Fig. 6. The moment annotation distributions of the query-indicated moments which contain a specific action (e.g., cook) in the training and test-ood sets of Charades-CD. The deeper the color, the larger the density in the distribution.

3.2.2 Proposed Evaluation Metric.

As discussed in Section 3.1.2, the most prevailing evaluation metric — R@n,IoU=m — is untrustworthy under small threshold m. To alleviate this issue, as shown in Figure 7, we propose to calibrate the \(r(n,m,q_i)\) value by considering the “temporal distance” between the predicted and ground-truth moments. Specifically, we propose a new metric discounted-R@n,IoU=m, denoted as “dR@n,IoU=m”:
\begin{equation} \text{dR@$n$,IoU=$m$} = \frac{1}{N_q} \sum _{i}r(n,m,q_i) \cdot \alpha ^s_i \cdot \alpha ^e_i, \end{equation}
(2)
where \(\alpha ^*_i = 1-\text{abs}(p_i^*-g_i^*)\), and \(\text{abs}(p_i^*-g_i^*)\) is the absolute distance between the boundaries of predicted and ground-truth moments. Both \(p_i^*\) and \(g_i^*\) are normalized to the range (0, 1) by dividing the video duration. When the predicted and ground-truth moments are very close to each other, the discount ratio \(\alpha ^*_i\) will be close to 1, i.e., the new metric can degrade to “R@n,IoU=m” with exactly accurate predictions. Otherwise, even the IoU threshold condition is met, the score \(r(n,m,q_i)\) will still be discounted by \(\alpha ^*_i\), which helps to alleviate the inflating recall scores under small IoU thresholds. With the proposed “dR@n,IoU=m” metric, those speculation methods which over-rely on moments annotation biases (e.g., long moments annotations in ActivityNet Captions) will not perform well.
Fig. 7.
Fig. 7. An illustration of the proposed “dR@n,IoU=m” metric.

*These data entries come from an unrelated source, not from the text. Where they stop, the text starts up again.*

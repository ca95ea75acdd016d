use super::batch_number_at;
use crate::{abi::calls::etrog, DecodeError};

use alloy_primitives::{Address, Bytes, B256};
use alloy_sol_types::SolCall;
use zkevm_sync_primitives::SequencedForceBatch;

/// Decodes `sequenceForceBatches` calldata into the group of forced batches
/// it settles. `timestamp` is the L1 timestamp of the containing block and is
/// stamped on every record.
pub fn decode_sequence_force_batches(
    data: &[u8],
    last_batch_number: u64,
    coinbase: Address,
    tx_hash: B256,
    nonce: u64,
    timestamp: u64,
) -> Result<Vec<SequencedForceBatch>, DecodeError> {
    let call = etrog::sequenceForceBatchesCall::abi_decode(data)
        .map_err(|source| DecodeError::abi("sequenceForceBatches", source))?;

    let len = call.batches.len();
    Ok(call
        .batches
        .into_iter()
        .enumerate()
        .map(|(i, batch)| SequencedForceBatch {
            batch_number: batch_number_at(last_batch_number, len, i),
            coinbase,
            tx_hash,
            timestamp,
            nonce,
            batch: batch.into(),
        })
        .collect())
}

/// Extracts the raw transactions argument from `forceBatch` calldata.
pub fn decode_force_batch_transactions(data: &[u8]) -> Result<Bytes, DecodeError> {
    let call = etrog::forceBatchCall::abi_decode(data)
        .map_err(|source| DecodeError::abi("forceBatch", source))?;
    Ok(call.transactions)
}
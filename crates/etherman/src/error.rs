use crate::provider::L1RpcError;

use alloy_primitives::B256;
use zkevm_sync_l1::DecodeError;

/// A [`Result`] that uses [`EthermanError`] as the error type.
pub type EthermanResult<T> = Result<T, EthermanError>;

/// An error surfaced by the etherman client.
#[derive(Debug, thiserror::Error)]
pub enum EthermanError {
    /// The endpoint reports a different chain id than configured.
    #[error("l1 chain id mismatch: configured {expected}, reported {reported}")]
    ChainIdMismatch {
        /// The configured chain id.
        expected: u64,
        /// The chain id reported by the endpoint.
        reported: u64,
    },
    /// The requested object does not exist on the endpoint.
    #[error("not found")]
    NotFound,
    /// Validium mode is enabled but no data-availability provider was given.
    #[error("validium mode enabled without a data availability provider")]
    MissingDataAvailability,
    /// An Ethereum request failed.
    #[error(transparent)]
    Request(#[from] EthRequestError),
    /// A filtered log is malformed or inconsistent.
    #[error(transparent)]
    Logs(#[from] FilterLogError),
    /// Sequencing calldata could not be decoded.
    #[error(transparent)]
    Decode(#[from] DecodeError),
    /// A contract view call returned bytes outside the expected ABI.
    #[error("view call {method} returned malformed data: {source}")]
    CallDecode {
        /// The view method issued.
        method: &'static str,
        /// The underlying ABI error.
        source: alloy_sol_types::Error,
    },
    /// A log references a block older than the bucket tail.
    #[error("event for block {block_number} ({block_hash}) is older than the processed tail")]
    EventOrdering {
        /// The block number of the offending log.
        block_number: u64,
        /// The block hash of the offending log.
        block_hash: B256,
    },
    /// The configured genesis block contains no fork definition event.
    #[error("genesis block {0} contains no fork definition event")]
    GenesisNotFound(u64),
    /// The configured genesis block holds a fork event that is not initial.
    #[error("genesis block {block_number} fork event is not initial (batch {num_batch})")]
    GenesisNotInitial {
        /// The configured genesis block number.
        block_number: u64,
        /// The batch number carried by the fork event.
        num_batch: u64,
    },
    /// The L2 chain id resolved to zero.
    #[error("l2 chain id reported as zero")]
    ZeroL2ChainId,
}

impl From<L1RpcError> for EthermanError {
    fn from(value: L1RpcError) -> Self {
        Self::Request(EthRequestError::Rpc(value))
    }
}

/// An error from an Ethereum request issued by the client.
#[derive(Debug, thiserror::Error)]
pub enum EthRequestError {
    /// The underlying RPC transport failed.
    #[error("rpc error: {0}")]
    Rpc(#[from] L1RpcError),
    /// The endpoint returned no block for the hash.
    #[error("missing block {0}")]
    MissingBlock(B256),
    /// The endpoint returned no transaction at the log's index.
    #[error("missing transaction at index {tx_index} of block {block_hash}")]
    MissingTransaction {
        /// The block the transaction was expected in.
        block_hash: B256,
        /// The index of the expected transaction.
        tx_index: u64,
    },
}

/// An error raised by a malformed or inconsistent filtered log.
#[derive(Debug, thiserror::Error)]
pub enum FilterLogError {
    /// The log carries no block number.
    #[error("missing block number in log")]
    MissingBlockNumber,
    /// The log carries no block hash.
    #[error("missing block hash in log")]
    MissingBlockHash,
    /// The log carries no transaction hash.
    #[error("missing transaction hash in log")]
    MissingTransactionHash,
    /// The log carries no transaction index.
    #[error("missing transaction index in log")]
    MissingTransactionIndex,
    /// The log payload does not decode as the event its topic names.
    #[error("failed to decode log as {log_type}: {error}")]
    DecodeLogFailed {
        /// The event the topic resolved to.
        log_type: &'static str,
        /// The underlying ABI error.
        error: alloy_sol_types::Error,
    },
    /// The transaction at the log's index hashes differently than the log
    /// claims.
    #[error("transaction hash mismatch: log has {expected}, block has {actual}")]
    TransactionHashMismatch {
        /// The hash recorded in the log.
        expected: B256,
        /// The hash of the transaction found at the log's index.
        actual: B256,
    },
}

4 Proposed Debiasing Approach

To reduce the effects of moment annotation biases, we further propose a novel debiasing approach. The overall framework is shown in Figure 8. Basically, we add three key components to the base model for unbiased moment predictions. In this section, we firstly define the TSGV problem and illustrate how the base model works. Afterwards, each of the key components will be described in detail, along with ultimate learning objectives.
Fig. 8.
Fig. 8. The overall framework of the Multi-branch Deconfounding Debiasing (MDD) framework. Specifically, (a) briefly shows the pipeline of base 2D-TAN model [57], based on which, we develop three important components indicated by “semantic role tree”, “position recontruction” and “multi-branch decondounder”, yielding our proposed MDD model as shown in (b). More specifically, (i) we enhance the moment representations with position reconstruction module and (ii) parse the query into the semantic role tree to get more fine-grained textual features. (iii) During the multimodal fusion process, we adopt a multi-branch deconfounder to remove the effects caused by multiple confounders.

4.1 Problem Formulation

As shown in the example of Figure 1, a formal TSGV task takes a sentence query and an untrimmed video as inputs. The untrimmed video can be divided into multiple candidate moments. We let Q denote the sentence query and V denote the candidate video moments. For a proposal-based method which outputs the matching scores between the sentence query and each of candidate moments, a function \(\mathcal {F}(Q,V)\) should be learned. The highest output score of the function indicates the best matching query-moment pair.

4.2 Base Model

Due to the superior performance of 2D-TAN [57] in recent public models, we adopt it as the base model for our unbiased temporal sentence grounding. The core idea of 2D-TAN is utilizing a 2D feature map to represent candidate moments of various lengths and locations, where one dimension depicts the start indices of moments and the other one represents the end.
More specifically, as shown in Figure 8(a), for the sentence query, it first embeds the words within the sentence query S via GloVe [34] to obtain the corresponding word vectors, and then the word vectors are fed into a three-layer LSTM [21], where the last hidden state denoted as \(\mathbf {q}^s \in \mathbb {R}^{d^h}\) is used to encode the whole query. For the video sequence, it first segments the video into non-overlapping clips, then samples the clips to a fixed size. The features of sampled \(N^v\) video clips are extracted by a pre-trained CNN model and projected into the dimension of \(d^v\), which can be denoted as \(\lbrace \mathbf {c}_1,\mathbf {c}_2,\dots ,\mathbf {c}_{N^v}\rbrace\). The moment feature \(\mathbf {m}_{ij}\) (\(1 \le i \le j \le N^v\)) out of the 2D feature map \(\mathbf {M} \in \mathbb {R}^{N^v \times N^v \times d^v}\) can be obtained by adopting max pooling strategy on clips \(\lbrace \mathbf {c}_i,\mathbf {c}_{i+1},\dots ,\mathbf {c}_{j}\rbrace\). Afterwards, the 2D feature map \(\mathbf {M}\) is fused with the query feature \(\mathbf {q}^s\) and fed into a temporal adjacent network to model the temporal relations of moments. Then it passes through a fully connected layer and a Sigmoid function to generate the final 2D matching score map.
However, the inherent structure of 2D-TAN has natural advantages in exploiting location bias of datasets, since 2D feature map \(\mathbf {M}\) is indexed by moment locations. Therefore, we propose to improve this base model from two aspects. On the one hand, due to the difficulties of semantic alignment between two modalities, the representation capability from each single modality should be enhanced. On the other hand, we attempt to debias the model from perspective of causality as causality-based methods have proven to be successful in debiasing from other fields.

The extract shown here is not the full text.